Multiplication of conditional probability with several variables

Ronald_Ku · Aug 6, 2014

Dear All,

I am a starter to machine learning and i am currently confused about the following problem:

what is the result of P(X|Y)P(Y|Z)?
In my book, it is written to be P(X|Z). But I don't think it is correct since
P(X|Z)= P(X|Y,Z)P(Y|Z)
But clearly P(X|Y)=/= P(X|Y,Z)

Assuming all Events are not independent.

I have simplified the problem in the above equation. The true equation is
p(w|x,t,α,β)proportional to p(t|x,w,β)p(w|α) from pattern recognition and machine learning written by christopher m. bishop.
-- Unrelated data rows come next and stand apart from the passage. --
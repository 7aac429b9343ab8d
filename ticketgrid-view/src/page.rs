//! Paginator
//!
//! Slices an ordered row set into fixed-size pages. The stored page number
//! may drift out of range when filtering shrinks the set; slicing always
//! clamps it for display without touching the stored state.

/// Page sizes offered by the page-size selector.
pub const PAGE_SIZES: [usize; 4] = [5, 10, 20, 50];

/// Default page size for a freshly mounted view.
pub const DEFAULT_PAGE_SIZE: usize = 10;

/// Total number of pages for a row count; always at least 1.
///
/// `page_size` must be nonzero; [`ViewState`](crate::state::ViewState) only
/// hands out sizes from [`PAGE_SIZES`].
pub fn total_pages(len: usize, page_size: usize) -> usize {
    debug_assert_ne!(page_size, 0, "page size must be nonzero");
    len.div_ceil(page_size).max(1)
}

/// Clamps a requested page into `[1, total]`.
pub fn clamp_page(page: usize, total: usize) -> usize {
    page.clamp(1, total)
}

/// Slices one page out of the full row set.
///
/// Returns the page slice, the effective (clamped) page number, and the total
/// page count. `page_size` must be nonzero.
pub fn paginate<T>(rows: &[T], page: usize, page_size: usize) -> (&[T], usize, usize) {
    let total = total_pages(rows.len(), page_size);
    let effective = clamp_page(page, total);
    let start = (effective - 1) * page_size;
    let end = (start + page_size).min(rows.len());
    (&rows[start..end], effective, total)
}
Any helps and ideas will be very appreciated.

Stephen Tashi · Aug 6, 2014

Ronald_Ku said:

since
P(X|Z)= P(X|Y,Z)P(Y|Z)

Are you saying the above is given as a special condition in the problem?

Or did you mean [itex]P( \ ( X \cap Y) | Z\ ) = P(X | \ (Y \cap Z)\ )\ P(Y | Z)[/itex] ?

Ronald_Ku · Aug 6, 2014

Stephen Tashi said:

Are you saying the above is given as a special condition in the problem?
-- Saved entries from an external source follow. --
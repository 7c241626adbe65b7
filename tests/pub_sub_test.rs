use std::{
    sync::Arc,
    time::Duration,
};

use anyhow::Result;
use tokio::sync::mpsc::unbounded_channel;
use wamp_router::{
    core::{
        id::Id,
        types::{
            Dictionary,
            List,
            Value,
        },
        uri::Uri,
    },
    message::message::{
        HelloMessage,
        Message,
        PublishMessage,
        SubscribeMessage,
        UnsubscribeMessage,
        WelcomeMessage,
    },
    peer::{
        local_pipe,
        LocalPeer,
        Peer,
    },
    router::{
        RealmConfig,
        Router,
        StandardRealm,
    },
};

mod common;

const REALM: &str = "com.example.realm";

const RECV_TIMEOUT: Duration = Duration::from_secs(5);

const NO_TRAFFIC_TIMEOUT: Duration = Duration::from_millis(100);

async fn start_router() -> Result<Arc<Router>> {
    let router = Arc::new(Router::default());
    let uri = Uri::try_from(REALM)?;
    router
        .register_realm(
            uri.clone(),
            Arc::new(StandardRealm::new(RealmConfig {
                name: "test".to_owned(),
                uri,
            })),
        )
        .await?;
    Ok(router)
}

async fn join_realm(router: &Arc<Router>) -> (LocalPeer, WelcomeMessage) {
    let (client, server) = local_pipe();
    let accepting = router.clone();
    tokio::spawn(async move { accepting.accept(Arc::new(server)).await });
    client
        .send(Message::Hello(HelloMessage {
            realm: Uri::try_from(REALM).unwrap(),
            details: Dictionary::default(),
        }))
        .await
        .unwrap();
    let welcome = match client.receive_timeout(RECV_TIMEOUT).await.unwrap() {
        Message::Welcome(welcome) => welcome,
        message => panic!("expected WELCOME, received {}", message.message_name()),
    };
    (client, welcome)
}

async fn subscribe(client: &LocalPeer, request: u64, topic: &str) -> Id {
    client
        .send(Message::Subscribe(SubscribeMessage {
            request: Id::try_from(request).unwrap(),
            options: Dictionary::default(),
            topic: Uri::try_from(topic).unwrap(),
        }))
        .await
        .unwrap();
    match client.receive_timeout(RECV_TIMEOUT).await.unwrap() {
        Message::Subscribed(subscribed) => {
            assert_eq!(subscribed.request, Id::try_from(request).unwrap());
            subscribed.subscription
        }
        message => panic!("expected SUBSCRIBED, received {}", message.message_name()),
    }
}

fn publish(request: u64, topic: &str, arguments: List, options: Dictionary) -> Message {
    Message::Publish(PublishMessage {
        request: Id::try_from(request).unwrap(),
        options,
        topic: Uri::try_from(topic).unwrap(),
        arguments,
        arguments_keyword: Dictionary::default(),
    })
}

#[tokio::test]
async fn subscriber_receives_published_events() {
    common::setup_test_environment();

    let router = start_router().await.unwrap();
    let (subscriber, _) = join_realm(&router).await;
    let (publisher, _) = join_realm(&router).await;

    let subscription = subscribe(&subscriber, 1, "com.example.topic1").await;

    publisher
        .send(publish(
            9,
            "com.example.topic1",
            List::from_iter([Value::Integer(42)]),
            Dictionary::default(),
        ))
        .await
        .unwrap();

    assert_matches::assert_matches!(
        subscriber.receive_timeout(RECV_TIMEOUT).await,
        Ok(Message::Event(event)) => {
            assert_eq!(event.subscription, subscription);
            assert_ne!(u64::from(event.publication), 0);
            pretty_assertions::assert_eq!(
                event.arguments,
                List::from_iter([Value::Integer(42)])
            );
        }
    );
    // The publisher is not subscribed, so it hears nothing back.
    assert_matches::assert_matches!(
        publisher.receive_timeout(NO_TRAFFIC_TIMEOUT).await,
        Err(_)
    );
}

#[tokio::test]
async fn acknowledged_publish_confirms_to_publisher() {
    common::setup_test_environment();

    let router = start_router().await.unwrap();
    let (subscriber, _) = join_realm(&router).await;
    let (publisher, _) = join_realm(&router).await;

    subscribe(&subscriber, 1, "com.example.topic1").await;

    publisher
        .send(publish(
            9,
            "com.example.topic1",
            List::from_iter([Value::from("hi")]),
            Dictionary::from_iter([("acknowledge".to_owned(), Value::Bool(true))]),
        ))
        .await
        .unwrap();

    assert_matches::assert_matches!(
        publisher.receive_timeout(RECV_TIMEOUT).await,
        Ok(Message::Published(published)) => {
            assert_eq!(published.request, Id::try_from(9).unwrap());
        }
    );
    assert_matches::assert_matches!(
        subscriber.receive_timeout(RECV_TIMEOUT).await,
        Ok(Message::Event(event)) => {
            pretty_assertions::assert_eq!(
                event.arguments,
                List::from_iter([Value::from("hi")])
            );
        }
    );
}

#[tokio::test]
async fn unsubscribing_stops_delivery() {
    common::setup_test_environment();

    let router = start_router().await.unwrap();
    let (subscriber, _) = join_realm(&router).await;
    let (publisher, _) = join_realm(&router).await;

    let subscription = subscribe(&subscriber, 1, "com.example.topic1").await;

    subscriber
        .send(Message::Unsubscribe(UnsubscribeMessage {
            request: Id::try_from(2).unwrap(),
            subscription: subscription,
        }))
        .await
        .unwrap();
    assert_matches::assert_matches!(
        subscriber.receive_timeout(RECV_TIMEOUT).await,
        Ok(Message::Unsubscribed(unsubscribed)) => {
            assert_eq!(unsubscribed.request, Id::try_from(2).unwrap());
        }
    );

    publisher
        .send(publish(
            9,
            "com.example.topic1",
            List::default(),
            Dictionary::default(),
        ))
        .await
        .unwrap();
    assert_matches::assert_matches!(
        subscriber.receive_timeout(NO_TRAFFIC_TIMEOUT).await,
        Err(_)
    );

    // Unsubscribing again names a subscription that no longer exists.
    subscriber
        .send(Message::Unsubscribe(UnsubscribeMessage {
            request: Id::try_from(3).unwrap(),
            subscription: subscription,
        }))
        .await
        .unwrap();
    assert_matches::assert_matches!(
        subscriber.receive_timeout(RECV_TIMEOUT).await,
        Ok(Message::Error(error)) => {
            assert_eq!(error.request_type, 34);
            assert_eq!(error.request, Id::try_from(3).unwrap());
            assert_eq!(error.error.as_ref(), "wamp.error.no_such_subscription");
        }
    );
}

#[tokio::test]
async fn disconnecting_cleans_up_subscriptions() {
    common::setup_test_environment();

    let router = start_router().await.unwrap();
    let (close_tx, mut close_rx) = unbounded_channel();
    router
        .add_session_close_callback(Arc::new(move |id, _, _| {
            close_tx.send(id).ok();
        }))
        .await;

    let (subscriber, welcome) = join_realm(&router).await;
    let (publisher, _) = join_realm(&router).await;

    subscribe(&subscriber, 1, "com.example.topic1").await;
    subscribe(&subscriber, 2, "com.example.topic2").await;

    subscriber.close().await.unwrap();
    let closed = tokio::time::timeout(RECV_TIMEOUT, close_rx.recv())
        .await
        .unwrap()
        .unwrap();
    assert_eq!(closed, welcome.id);

    // The topic's subscriber set is empty again; the publish completes and
    // acknowledges without a single delivery.
    publisher
        .send(publish(
            9,
            "com.example.topic1",
            List::default(),
            Dictionary::from_iter([("acknowledge".to_owned(), Value::Bool(true))]),
        ))
        .await
        .unwrap();
    assert_matches::assert_matches!(
        publisher.receive_timeout(RECV_TIMEOUT).await,
        Ok(Message::Published(_))
    );
}

#[tokio::test]
async fn publisher_does_not_receive_its_own_event() {
    common::setup_test_environment();

    let router = start_router().await.unwrap();
    let (client, _) = join_realm(&router).await;

    subscribe(&client, 1, "com.example.topic1").await;

    client
        .send(publish(
            9,
            "com.example.topic1",
            List::from_iter([Value::Integer(7)]),
            Dictionary::from_iter([("acknowledge".to_owned(), Value::Bool(true))]),
        ))
        .await
        .unwrap();

    // The acknowledgement arrives without any EVENT queued ahead of it.
    assert_matches::assert_matches!(
        client.receive_timeout(RECV_TIMEOUT).await,
        Ok(Message::Published(_))
    );
    assert_matches::assert_matches!(
        client.receive_timeout(NO_TRAFFIC_TIMEOUT).await,
        Err(_)
    );
}

#[tokio::test]
async fn mismatched_options_skip_only_that_subscriber() {
    common::setup_test_environment();

    let router = start_router().await.unwrap();
    let (exact, _) = join_realm(&router).await;
    let (open, _) = join_realm(&router).await;
    let (publisher, _) = join_realm(&router).await;

    exact
        .send(Message::Subscribe(SubscribeMessage {
            request: Id::try_from(1).unwrap(),
            options: Dictionary::from_iter([("match".to_owned(), Value::from("exact"))]),
            topic: Uri::try_from("com.example.topic1").unwrap(),
        }))
        .await
        .unwrap();
    assert_matches::assert_matches!(
        exact.receive_timeout(RECV_TIMEOUT).await,
        Ok(Message::Subscribed(_))
    );
    subscribe(&open, 1, "com.example.topic1").await;

    publisher
        .send(publish(
            9,
            "com.example.topic1",
            List::default(),
            Dictionary::from_iter([("match".to_owned(), Value::from("prefix"))]),
        ))
        .await
        .unwrap();

    assert_matches::assert_matches!(
        open.receive_timeout(RECV_TIMEOUT).await,
        Ok(Message::Event(_))
    );
    assert_matches::assert_matches!(
        exact.receive_timeout(NO_TRAFFIC_TIMEOUT).await,
        Err(_)
    );
}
Or did you mean [itex]P( \ ( X \cap Y) | Z\ ) = P(X | \ (Y \cap Z)\ )\ P(Y | Z)[/itex] ?

yes you are correct.
what I mean is P(x,y|z)=P(x|y,z)P(y|z)

Stephen Tashi · Aug 6, 2014

Ronald_Ku said:

what is the result of P(X|Y)P(Y|Z)?
In my book, it is written to be P(X|Z)

I don't see why that would be correct. Perhaps you need to explain the entire context for it. I don't have a copy of Bishop's book.

Ronald_Ku · Aug 7, 2014

It is in the introduction chapter of the book and is talking about polynomial curve fitting.
X,T refer to a training set while t refers to the predicted point at position x
W refers to the set of parameters of M-order polynomial, that
y(x,w) = w0 + w1*x + w2*x^2 + . . . + wM*x^M

it claims the following equation for the prediction of t with help of the training set and position x
p(t|x, X, T) =[itex]\int[/itex] p(t|x,w)p(w|X, T) dw

that means p(t|x,w)p(w|X, T)= p(t,w|x,X, T) for later maginalization
But I believe that p(t|x,w)=/= p(t|x,w,X, T)
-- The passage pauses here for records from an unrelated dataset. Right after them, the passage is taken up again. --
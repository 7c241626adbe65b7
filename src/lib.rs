//! # wamp-router
//!
//! **wamp-router** is the core routing engine of a **Web Application
//! Messaging Protocol** (WAMP) router: realm session admission and pub/sub
//! event brokering.
//!
//! The crate deliberately stops at the transport boundary. Peers are
//! presented to the router as [`Peer`][`crate::peer::Peer`] trait objects,
//! each a bidirectional channel of typed
//! [`Message`][`crate::message::message::Message`]s, so WebSocket or
//! raw-socket framing and JSON/MessagePack serialization live in the
//! embedding host. The RPC (dealer) side of a realm is likewise consumed only
//! through the [`Dealer`][`crate::router::Dealer`] interface.
//!
//! The library uses [`tokio`](https://tokio.rs) as its asynchronous runtime.
//! Each accepted session runs its message loop in its own task; the broker's
//! routing tables are shared across all sessions of a realm.
//!
//! ## Example
//!
//! ```
//! use std::sync::Arc;
//!
//! use wamp_router::{
//!     core::{
//!         types::Dictionary,
//!         uri::Uri,
//!     },
//!     router::{
//!         RealmConfig,
//!         Router,
//!         RouterConfig,
//!         StandardRealm,
//!     },
//! };
//!
//! #[tokio::main]
//! async fn main() -> anyhow::Result<()> {
//!     let router = Arc::new(Router::new(RouterConfig::default()));
//!     let realm_uri = Uri::try_from("com.example.realm")?;
//!     router
//!         .register_realm(
//!             realm_uri.clone(),
//!             Arc::new(StandardRealm::new(RealmConfig {
//!                 name: "example".to_owned(),
//!                 uri: realm_uri.clone(),
//!             })),
//!         )
//!         .await?;
//!
//!     // A transport layer hands each accepted connection to the router:
//!     //
//!     //     router.accept(peer).await?;
//!     //
//!     // In-process components can join a realm directly, bypassing the
//!     // handshake.
//!     let _peer = router.local_peer(&realm_uri, Dictionary::default()).await?;
//!
//!     router.close().await?;
//!     Ok(())
//! }
//! ```
pub mod auth;
pub mod core;
pub mod message;
pub mod peer;
pub mod router;
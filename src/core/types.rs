use serde::{
    Deserialize,
    Serialize,
};

use crate::core::hash::HashMap;

pub type Integer = u64;

pub type Dictionary = HashMap<String, Value>;

pub type List = Vec<Value>;

/// A dynamically-typed value carried in message options, details, and
/// arguments.
///
/// Equality is structural, so two values compare equal exactly when they
/// would serialize identically.
#[derive(Debug, Clone, PartialEq, Eq, Serialize, Deserialize)]
#[serde(untagged)]
pub enum Value {
    Integer(Integer),
    String(String),
    Bool(bool),
    Dictionary(Dictionary),
    List(List),
}

impl Value {
    /// Returns the integer payload, if the value holds one.
    pub fn integer(&self) -> Option<Integer> {
        match self {
            Self::Integer(value) => Some(*value),
            _ => None,
        }
    }

    /// Returns the string payload, if the value holds one.
    pub fn string(&self) -> Option<&str> {
        match self {
            Self::String(value) => Some(value),
            _ => None,
        }
    }

    /// Returns the boolean payload, if the value holds one.
    pub fn bool(&self) -> Option<bool> {
        match self {
            Self::Bool(value) => Some(*value),
            _ => None,
        }
    }

    /// Returns the dictionary payload, if the value holds one.
    pub fn dictionary(&self) -> Option<&Dictionary> {
        match self {
            Self::Dictionary(value) => Some(value),
            _ => None,
        }
    }

    /// Returns the list payload, if the value holds one.
    pub fn list(&self) -> Option<&List> {
        match self {
            Self::List(value) => Some(value),
            _ => None,
        }
    }
}

macro_rules! value_from {
    ($type:ty => $variant:ident) => {
        impl From<$type> for Value {
            fn from(value: $type) -> Self {
                Self::$variant(value)
            }
        }
    };
}

value_from!(Integer => Integer);
value_from!(String => String);
value_from!(bool => Bool);
value_from!(Dictionary => Dictionary);
value_from!(List => List);

impl From<&str> for Value {
    fn from(value: &str) -> Self {
        Self::String(value.to_owned())
    }
}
If it is not clear enough, i can explain more

Stephen Tashi · Aug 7, 2014

Ronald_Ku said:

p(t|x, X, T) =[itex]\int[/itex] p(t|x,w)p(w|X, T) dw

To make sense of an expression denoting a probability, we must understand what the "probability space" is. Can you describe the space associated with the notation p(t,x,X,T) ? Is it possible that some of those variables are not random variables, but ordinary variables instead? For example, if I have 3 loaded dice then I might use the notation
p( X,k)
to mean "the probability of getting a result of X when I roll the k-th die".. That interpretation doesn't imply that "k" is a random variable. It doesn't implay that there is an experiment where I pick a die at random.

Ronald_Ku · Aug 7, 2014

Let me clarify what you mean: in the expression p(x|m,n), it is not necessary that m and n are random variable. They can be parameters. Whether one is a random variable depend on the setting of the experiment,right?
IN your case, k can be random variable and p(x,k) means getting a x at random and rolling the k die at random if the experiment is set to be this way.

I am not sure when it comes to my case.
In my case, the notation p(t|x, X, T)means
given the training set X,T and the position x, the probability of finding t. t is obviously random variable. But x,X,T can also be parameters. It is not explicitly written that they are random variables or parameters. The experiment can be predicting t at position x, given a fixed set of X,T. Or the experiment can be predicting t while picking x,X,T at random and now considering P(t|x,X,T). I don't know which experiment the author is doing.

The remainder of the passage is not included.